**EXERCISE PROMPT**
The response should contain only those lines of the entries below that include the string "TaxonomyError".

**MATERIAL FOR THE TASK**
//! Taxonomy cardinality validation of an aggregated codes block
//! (`spec.md` §3, §4.10 step 2b).

use aimo_core::model::{Dimension, TaxonomyAssignment, TaxonomyError};
use std::collections::BTreeMap;

/// Rebuilds a [`TaxonomyAssignment`] from a dimension-prefix-keyed summary
/// (as found in `evidence_pack_manifest.taxonomy_summary`) and runs the same
/// cardinality/format checks an individual `ClassificationCacheRow` is held
/// to, so the Validator and the write path share one rule set.
#[must_use]
pub fn validate_taxonomy_summary(summary: &BTreeMap<String, Vec<String>>) -> Vec<TaxonomyError> {
    let mut assignment = TaxonomyAssignment::default();
    for dim in Dimension::all() {
        if let Some(codes) = summary.get(dim.as_prefix()) {
            for code in codes {
                assignment.insert(dim, code.as_str());
            }
        }
    }
    assignment.validate().err().unwrap_or_default()
}

#[cfg(test)]
mod tests {
    use super::*;

    #[test]
    fn satisfied_cardinality_is_clean() {
        let mut summary = BTreeMap::new();
        summary.insert("FS".to_string(), vec!["FS-001".to_string()]);
        summary.insert("IM".to_string(), vec!["IM-001".to_string()]);
        summary.insert("UC".to_string(), vec!["UC-001".to_string()]);
        summary.insert("DT".to_string(), vec!["DT-001".to_string()]);
        summary.insert("CH".to_string(), vec!["CH-001".to_string()]);
        summary.insert("RS".to_string(), vec!["RS-001".to_string()]);
        summary.insert("EV".to_string(), vec!["EV-001".to_string()]);
        assert!(validate_taxonomy_summary(&summary).is_empty());
    }

    #[test]
    fn missing_required_dimension_is_an_error() {
        let summary = BTreeMap::new();
        let errors = validate_taxonomy_summary(&summary);
        assert!(errors.iter().any(|e| matches!(e, TaxonomyError::TooFewCodes { dimension: Dimension::Fs, .. })));
    }

    #[test]
    fn ob_may_be_empty() {
        let mut summary = BTreeMap::new();
        summary.insert("FS".to_string(), vec!["FS-001".to_string()]);
        summary.insert("IM".to_string(), vec!["IM-001".to_string()]);
        summary.insert("UC".to_string(), vec!["UC-001".to_string()]);
        summary.insert("DT".to_string(), vec!["DT-001".to_string()]);
        summary.insert("CH".to_string(), vec!["CH-001".to_string()]);
        summary.insert("RS".to_string(), vec!["RS-001".to_string()]);
        summary.insert("EV".to_string(), vec!["EV-001".to_string()]);
        let errors = validate_taxonomy_summary(&summary);
        assert!(!errors.iter().any(|e| matches!(e, TaxonomyError::TooFewCodes { dimension: Dimension::Ob, .. })));
    }
}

**REPLY**
use aimo_core::model::{Dimension, TaxonomyAssignment, TaxonomyError};
pub fn validate_taxonomy_summary(summary: &BTreeMap<String, Vec<String>>) -> Vec<TaxonomyError> {
        assert!(errors.iter().any(|e| matches!(e, TaxonomyError::TooFewCodes { dimension: Dimension::Fs, .. })));
        assert!(!errors.iter().any(|e| matches!(e, TaxonomyError::TooFewCodes { dimension: Dimension::Ob, .. })));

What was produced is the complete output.